Until the mid-1970s the Government relied on peaceful persuasion; there was no compulsion, though no doubt in some cases considerable moral and other pressures were applied by keen and ambitious Party leaders. But progress on both counts was slow; in particular the individual homesteaders were reluctant to leave their traditional plots to set up in a new village some distance away. The Government accordingly decided that in order to achieve satisfactory progress on education, health. etc., villagisation would have to be made compulsory. The aim was laudable enough but the implementation, with inadequate planning and preparation and. often brutality, was disastrous. The consequent disruption of agriculture and alienation of the farmers who had been forcibly removed from their homes was an important factor in the decline of agricultural production in the m.1d-1970s.

However, at no stage was force used to compel either the new villages or the existing villages to engage in collective farming and become ujamaa villages.

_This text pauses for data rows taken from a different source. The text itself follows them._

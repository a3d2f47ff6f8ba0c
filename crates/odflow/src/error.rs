use std::fmt;
use std::io;
use std::path::PathBuf;

use thiserror::Error;

/// Failure to load or write one layer under one encoding.
#[derive(Debug, Error)]
pub enum LayerError {
    #[error("unknown text encoding '{0}'")]
    UnknownEncoding(String),

    /// The bytes are malformed or not valid text in the requested encoding.
    #[error("{}: cannot read as {encoding}: {source}", .path.display())]
    Parse {
        path: PathBuf,
        encoding: String,
        #[source]
        source: io::Error,
    },

    #[error("{}: {source}", .path.display())]
    Io {
        path: PathBuf,
        #[source]
        source: io::Error,
    },

    #[error("{}: {detail}", .path.display())]
    Geometry { path: PathBuf, detail: String },
}

/// `(encoding, reason)` for each failed save attempt.
#[derive(Debug, Clone, Default, PartialEq, Eq)]
pub struct Attempts(pub Vec<(String, String)>);

impl fmt::Display for Attempts {
    fn fmt(&self, f: &mut fmt::Formatter<'_>) -> fmt::Result {
        for (i, (encoding, reason)) in self.0.iter().enumerate() {
            if i > 0 {
                f.write_str("; ")?;
            }
            write!(f, "{encoding}: {reason}")?;
        }
        Ok(())
    }
}

#[derive(Debug, Error)]
pub enum PipelineError {
    #[error("zone layer {} not found", .0.display())]
    ZoneLayerMissing(PathBuf),

    #[error("{}: no candidate encoding could read the layer", .path.display())]
    AllEncodingsFailed { path: PathBuf },

    #[error("zone layer has no attribute fields to use as a zone identifier")]
    NoIdentifierField,

    #[error("field '{0}' does not exist in the zone layer")]
    UnknownField(String),

    #[error("OD matrix {}: {detail}", .path.display())]
    OdMatrix { path: PathBuf, detail: String },

    #[error("{}: every output encoding failed: {}", .path.display(), .attempts)]
    PersistenceFailure { path: PathBuf, attempts: Attempts },

    #[error("config {}: {detail}", .path.display())]
    Config { path: PathBuf, detail: String },
}

pub type Result<T, E = PipelineError> = std::result::Result<T, E>;
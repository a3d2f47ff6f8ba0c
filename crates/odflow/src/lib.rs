//! Desire lines between traffic analysis zones.
//!
//! A run reads an origin-destination matrix and a zone shapefile whose text
//! encoding is unknown, indexes zone centroids by their identifier field and
//! writes one straight line per positive flow among a set of target zones.
//!
//! The stages are usable on their own:
//! - [`resolver::resolve`] tries every candidate encoding and keeps the read
//!   with the most columns.
//! - [`id_field::select_id_field`] picks the identifier column.
//! - [`zone_index::build_index`] maps zone ids to centroids.
//! - [`desire::build_lines`] joins the matrix to the centroids.
//! - [`persist::save`] writes with an encoding fallback chain and verifies the
//!   result by reading it back.

pub mod config;
pub mod desire;
pub mod error;
pub mod id_field;
pub mod io;
pub mod layer;
pub mod od_matrix;
pub mod persist;
pub mod pipeline;
pub mod resolver;
pub mod zone_index;

pub use config::PipelineConfig;
pub use desire::{build_lines, DesireLine, DesireLines, FlowStats, OdPair, OdSelection};
pub use error::{LayerError, PipelineError, Result};
pub use id_field::{AutoAccept, FieldConfirmer, FieldMatch, FixedField, IdField};
pub use io::{LayerSink, LayerSource, ShapefileIo};
pub use layer::{Crs, Feature, SpatialLayer};
pub use od_matrix::OdMatrix;
pub use pipeline::{run, RunSummary};
pub use resolver::{resolve, Resolved};
pub use zone_index::ZoneIndex;

pub use shpio::{Companion, Companions};
//! Encoding resolution for layers whose attribute text encoding is unknown.
//!
//! Every candidate is tried, even after a success: a later encoding that
//! recovers more columns beats an earlier one. Ties keep the earlier
//! candidate, so the candidate order is also the priority order.

use std::path::Path;

use log::{debug, info, warn};

use crate::error::LayerError;
use crate::io::LayerSource;
use crate::layer::SpatialLayer;

/// Candidates tried for zone layers, most likely first.
pub const DEFAULT_LAYER_ENCODINGS: &[&str] =
    &["gbk", "utf-8", "gb2312", "latin1", "cp1252", "gb18030", "utf-16"];

/// Outcome of loading the layer under one encoding.
#[derive(Debug)]
pub struct EncodingAttempt {
    pub encoding: String,
    pub outcome: Result<SpatialLayer, LayerError>,
}

impl EncodingAttempt {
    /// Column count of a successful load, geometry included.
    pub fn field_count(&self) -> Option<usize> {
        self.outcome.as_ref().ok().map(SpatialLayer::column_count)
    }
}

/// The layer chosen by [`resolve`]; `encoding` is `None` when only the
/// reader's own default worked.
#[derive(Debug, Clone)]
pub struct Resolved {
    pub encoding: Option<String>,
    pub layer: SpatialLayer,
}

fn attempt<S: LayerSource + ?Sized>(source: &S, path: &Path, encoding: &str) -> EncodingAttempt {
    let outcome = source.load(path, Some(encoding));

    match &outcome {
        Ok(layer) => info!(
            "Encoding {:<8} ok ({} columns, {} features)",
            encoding,
            layer.column_count(),
            layer.len()
        ),
        Err(err) => debug!("Encoding {:<8} failed: {}", encoding, err),
    }

    EncodingAttempt { encoding: encoding.to_owned(), outcome }
}

/// Keep `attempt` only if it succeeded with strictly more columns than `best`.
fn keep_better(best: Option<EncodingAttempt>, attempt: EncodingAttempt) -> Option<EncodingAttempt> {
    match (attempt.field_count(), best.as_ref().and_then(EncodingAttempt::field_count)) {
        (Some(k), Some(best_k)) if k > best_k => Some(attempt),
        (Some(_), None) => Some(attempt),
        _ => best,
    }
}

/// Load `path` under each candidate encoding and keep the richest result.
///
/// When no candidate works, one load without an encoding is tried. `None`
/// means that failed too.
pub fn resolve<S, E>(source: &S, path: &Path, candidates: &[E]) -> Option<Resolved>
where
    S: LayerSource + ?Sized,
    E: AsRef<str>,
{
    info!(
        "Resolving text encoding of {} over {} candidates",
        path.display(),
        candidates.len()
    );

    let best = candidates
        .iter()
        .map(|encoding| attempt(source, path, encoding.as_ref()))
        .fold(None, keep_better);

    if let Some(EncodingAttempt { encoding, outcome: Ok(layer) }) = best {
        info!("Best encoding: {} ({} columns)", encoding, layer.column_count());
        return Some(Resolved { encoding: Some(encoding), layer });
    }

    warn!("No candidate encoding could read {}; trying the reader default", path.display());

    match source.load(path, None) {
        Ok(layer) => {
            info!("Read {} with the default encoding", path.display());
            Some(Resolved { encoding: None, layer })
        }
        Err(err) => {
            warn!("Default read failed too: {}", err);
            None
        }
    }
}
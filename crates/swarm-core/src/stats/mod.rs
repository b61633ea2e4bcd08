//! Channel-fed stats collection: samples flow in from workers, folded
//! per-endpoint accumulators are snapshotted into [`Report`]s on a timer.

mod accumulator;
mod aggregator;
mod report;
mod sample;

pub use accumulator::{round_response_time, EndpointAccumulator, SecondBucket};
pub use aggregator::{StatsAggregator, StatsHandle, DEFAULT_REPORT_INTERVAL};
pub use report::{Control, EndpointRow, Report};
pub use sample::{EndpointKey, Sample};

In 1977 – two years after the ‘forced march’, President Nyerere told me that only a small percentage (I think of the order of 10%) of villages were ujamaa. Moreover, even in an ujamaa village individual families were allowed to keep a small plot for their own use; and no family was compelled to engage in collective farming – in Nyerere’s own village of Butiama which was considered an ujaaaa village, out of over 500 families only some 100 took part in farming the communal land. In other words the application of the ujamaa concept in farming remained, and as far as I am aware still remains voluntary.
Sir Mervyn Brown, London.

ONE MAJOR CRITICISM

To the Secretary, Britain- Tanzania Society.
You asked us to comment about Bulletin No. 23. We like the size as foreshadowed in No.22. More handy and comprehensible than the old type but we have one major criticism and realise that this may not be easy to achieve with the smaller size document. The letter press is far too small and difficult to read. Can we have size as No.22 and printing also as No.22 ?
Myrtle and Philip Radley, Cambridge.
We have had a number of comments on the small print size in No. 23. On the other hand, most readers have much appreciated the almost 50% increase in content which the small size permitted us to publish. A number of changes have been made in this issue with a view to improving readability. We await further comments from readers – Editor

THE FAREWELL SPEECH
To the Secretary, Britain-Tanzania Society
I for one prefer the reduced size of the Bulletin. Furthermore, being smaller it is less heavy and should on average cost less to post so I favour the reduced scale version.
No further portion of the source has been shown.